Indeed, the current wave of delivery system innovation taking place in states across the country even as the law is being implemented suggests that these larger savings might ultimately be realized. Several patient-centered medical home interventions, both in the Medicaid program and initiated by private payers, have realized significant reductions in hospitalizations and emergency department use. New provider payment arrangements and incentives have slowed spending growth in parts of the country, and a nationwide program to reduce hospital readmissions has already resulted in statistically significant reductions in 30-day hospital readmission rates in Massachusetts and Michigan.

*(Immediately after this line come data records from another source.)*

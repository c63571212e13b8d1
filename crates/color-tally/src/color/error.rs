//! Error type for hex color parsing

use std::fmt;

/// Error returned when a hex color string cannot be parsed.
#[derive(Debug, Clone, PartialEq, Eq)]
pub enum ParseColorError {
    /// Digit count after stripping `#` is not 3, 6 or 8
    InvalidLength(usize),
    /// Character that is not a hexadecimal digit
    InvalidDigit(char),
}

impl fmt::Display for ParseColorError {
    fn fmt(&self, f: &mut fmt::Formatter<'_>) -> fmt::Result {
        match self {
            ParseColorError::InvalidLength(len) => {
                write!(
                    f,
                    "invalid hex color length {} (expected 3, 6 or 8 digits)",
                    len
                )
            }
            ParseColorError::InvalidDigit(c) => {
                write!(f, "invalid hex character {:?}", c)
            }
        }
    }
}

impl std::error::Error for ParseColorError {}
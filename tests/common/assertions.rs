//! Assertion helpers for tests.

use dominant_colors::Color;
use pretty_assertions::assert_eq;

/// Hex strings of `colors`, in order.
pub fn hexes(colors: &[Color]) -> Vec<String> {
    colors.iter().map(|c| c.hex().to_string()).collect()
}

/// Assert the ranked hex output matches exactly.
pub fn assert_hexes(colors: &[Color], expected: &[&str]) {
    let expected: Vec<String> = expected.iter().map(|s| s.to_string()).collect();
    assert_eq!(hexes(colors), expected);
}

/// Assert every color is distinct and fully described.
pub fn assert_well_formed(colors: &[Color]) {
    let mut seen = std::collections::HashSet::new();
    for color in colors {
        assert!(seen.insert(color.hex().to_string()), "duplicate {}", color.hex());
        assert!(color.alpha() > 0, "transparent color {} returned", color.hex());
        let hsl = color.hsl();
        assert!(hsl.h <= 100 && hsl.s <= 100 && hsl.l <= 100, "{hsl:?} out of range");
        let [r, g, b] = color.rgb();
        assert!(color.hex().starts_with(&format!("#{r:02x}{g:02x}{b:02x}")));
    }
}

/// Assert `color` is opaque and each channel is within one step of
/// `expected`. Resampled pixels may round differently from the source.
pub fn assert_near(color: &Color, expected: [u8; 3]) {
    let actual = color.rgb();
    let close = actual
        .iter()
        .zip(expected)
        .all(|(&a, e)| a.abs_diff(e) <= 1);
    assert!(close, "expected about {expected:?}, got {actual:?}");
    assert_eq!(color.alpha(), 255);
}
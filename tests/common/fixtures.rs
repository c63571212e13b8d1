//! Test fixtures and constants.

use std::path::{Path, PathBuf};

/// RGBA samples used across scenarios
pub mod colors {
    pub const RED: [u8; 4] = [255, 0, 0, 255];
    pub const BLUE: [u8; 4] = [0, 0, 255, 255];
    pub const TEAL: [u8; 4] = [0, 128, 128, 255];
    pub const BLACK: [u8; 4] = [0, 0, 0, 255];
    pub const WHITE: [u8; 4] = [255, 255, 255, 255];
    pub const CLEAR: [u8; 4] = [0, 0, 0, 0];
    /// Half-transparent red; counted separately from opaque red
    pub const RED_HALF: [u8; 4] = [255, 0, 0, 128];
}

/// Encode row-major RGBA samples as an 8-bit RGBA PNG.
pub fn png_bytes(width: u32, height: u32, pixels: &[[u8; 4]]) -> Vec<u8> {
    assert_eq!(pixels.len(), (width * height) as usize, "pixel count mismatch");
    let data: Vec<u8> = pixels.iter().flatten().copied().collect();

    let mut buf = Vec::new();
    {
        let mut encoder = png::Encoder::new(&mut buf, width, height);
        encoder.set_color(png::ColorType::Rgba);
        encoder.set_depth(png::BitDepth::Eight);
        let mut writer = encoder.write_header().expect("PNG header");
        writer.write_image_data(&data).expect("PNG data");
    }
    buf
}

/// A PNG filled with one color.
pub fn solid_png(width: u32, height: u32, rgba: [u8; 4]) -> Vec<u8> {
    png_bytes(width, height, &vec![rgba; (width * height) as usize])
}

/// The 2x2 scenario image: red, red, blue, transparent.
pub fn red_red_blue_clear() -> Vec<u8> {
    png_bytes(
        2,
        2,
        &[colors::RED, colors::RED, colors::BLUE, colors::CLEAR],
    )
}

/// An SVG of the given size filled with a single rect.
pub fn solid_svg(width: u32, height: u32, fill: &str) -> Vec<u8> {
    format!(
        r#"<?xml version="1.0" encoding="UTF-8"?>
<svg xmlns="http://www.w3.org/2000/svg" width="{width}" height="{height}">
  <rect width="{width}" height="{height}" fill="{fill}"/>
</svg>"#
    )
    .into_bytes()
}

/// Write `bytes` to `dir/name` and return the path.
pub fn write_file(dir: &Path, name: &str, bytes: &[u8]) -> PathBuf {
    let path = dir.join(name);
    std::fs::write(&path, bytes).expect("write fixture");
    path
}
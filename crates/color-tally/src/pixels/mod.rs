//! Pixel buffers handed from a rasterizer to the aggregator.

mod buffer;

pub use buffer::PixelBuffer;
pub(crate) use buffer::samples;
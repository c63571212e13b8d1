use crate::error::ExtractError;
use crate::models::options::{parse_ignore, ExtractOptions, DEFAULT_IGNORE, DEFAULT_SCALE};
use serde::Deserialize;
use std::path::{Path, PathBuf};

/// Application configuration loaded from a YAML file
#[derive(Debug, Deserialize, Clone, PartialEq)]
pub struct AppConfig {
    /// Hex colors excluded from counting
    #[serde(default = "default_ignore")]
    pub ignore: Vec<String>,

    /// Downsampling ratio applied before counting
    #[serde(default = "default_scale")]
    pub scale: f64,

    /// File extensions picked up by batch runs (without the dot)
    #[serde(default = "default_extensions")]
    pub extensions: Vec<String>,

    /// Where batch runs write their JSON mapping
    #[serde(default = "default_output")]
    pub output: PathBuf,

    /// Concurrent extractions in batch runs (defaults to available cores)
    #[serde(default)]
    pub jobs: Option<usize>,
}

fn default_ignore() -> Vec<String> {
    DEFAULT_IGNORE.iter().map(|s| s.to_string()).collect()
}

fn default_scale() -> f64 {
    DEFAULT_SCALE
}

fn default_extensions() -> Vec<String> {
    vec!["png".to_string()]
}

fn default_output() -> PathBuf {
    PathBuf::from("bg-colors.json")
}

impl AppConfig {
    /// Load configuration from an optional YAML file.
    ///
    /// A missing, unreadable or invalid file falls back to defaults with a
    /// warning.
    pub fn load(path: Option<&Path>) -> Self {
        let Some(path) = path else {
            return Self::default();
        };

        match std::fs::read_to_string(path) {
            Ok(content) => match Self::from_yaml(&content) {
                Ok(config) => {
                    tracing::info!(
                        path = %path.display(),
                        ignore = config.ignore.len(),
                        scale = config.scale,
                        "Loaded configuration"
                    );
                    config
                }
                Err(e) => {
                    tracing::warn!(%e, path = %path.display(), "Failed to parse config, using defaults");
                    Self::default()
                }
            },
            Err(e) => {
                tracing::warn!(%e, path = %path.display(), "Failed to read config, using defaults");
                Self::default()
            }
        }
    }

    pub fn from_yaml(content: &str) -> Result<Self, serde_yaml::Error> {
        // An empty document deserializes as unit, not as an empty map
        if content.trim().is_empty() {
            return Ok(Self::default());
        }
        serde_yaml::from_str(content)
    }

    /// Extraction options described by this configuration.
    pub fn extract_options(&self) -> Result<ExtractOptions, ExtractError> {
        Ok(ExtractOptions {
            ignore: parse_ignore(&self.ignore)?,
            scale: self.scale,
        })
    }

    /// Concurrent batch jobs, at least one.
    pub fn jobs(&self) -> usize {
        self.jobs
            .unwrap_or_else(|| {
                std::thread::available_parallelism()
                    .map(|n| n.get())
                    .unwrap_or(1)
            })
            .max(1)
    }
}

impl Default for AppConfig {
    fn default() -> Self {
        Self {
            ignore: default_ignore(),
            scale: default_scale(),
            extensions: default_extensions(),
            output: default_output(),
            jobs: None,
        }
    }
}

A recent Commonwealth Fund survey found that one-quarter of adults ages 19 to 64 experienced a gap in their health insurance in 2011, with a majority remaining uninsured for one year or more. Compared with adults who were insured, those who experienced gaps were less likely to have a regular doctor and less likely to be up-to-date with recommended preventive care tests, with rates declining as the length of the coverage gap increased. Early provisions of the Affordable Care Act are already helping bridge gaps in coverage among young adults and people with preexisting conditions. Beginning in 2014, new affordable insurance options through Medicaid and state insurance exchanges will enable Americans to remain insured even in the face of extended periods of unemployment.
Ultimately, the success of the law in providing near universal coverage that continues to be affordable in the years to come will depend on the way in which federal and state governments choose to implement key provisions, in particular the design and operation of the insurance exchanges, the participation of all states in the Medicaid expansion, and the willingness of health care providers to engage in payment and delivery system innovations. In the wake of the Supreme Court decision, it is critical that state and federal policymakers, regulators, and key stakeholders work in concert to realize the potential of this historic law.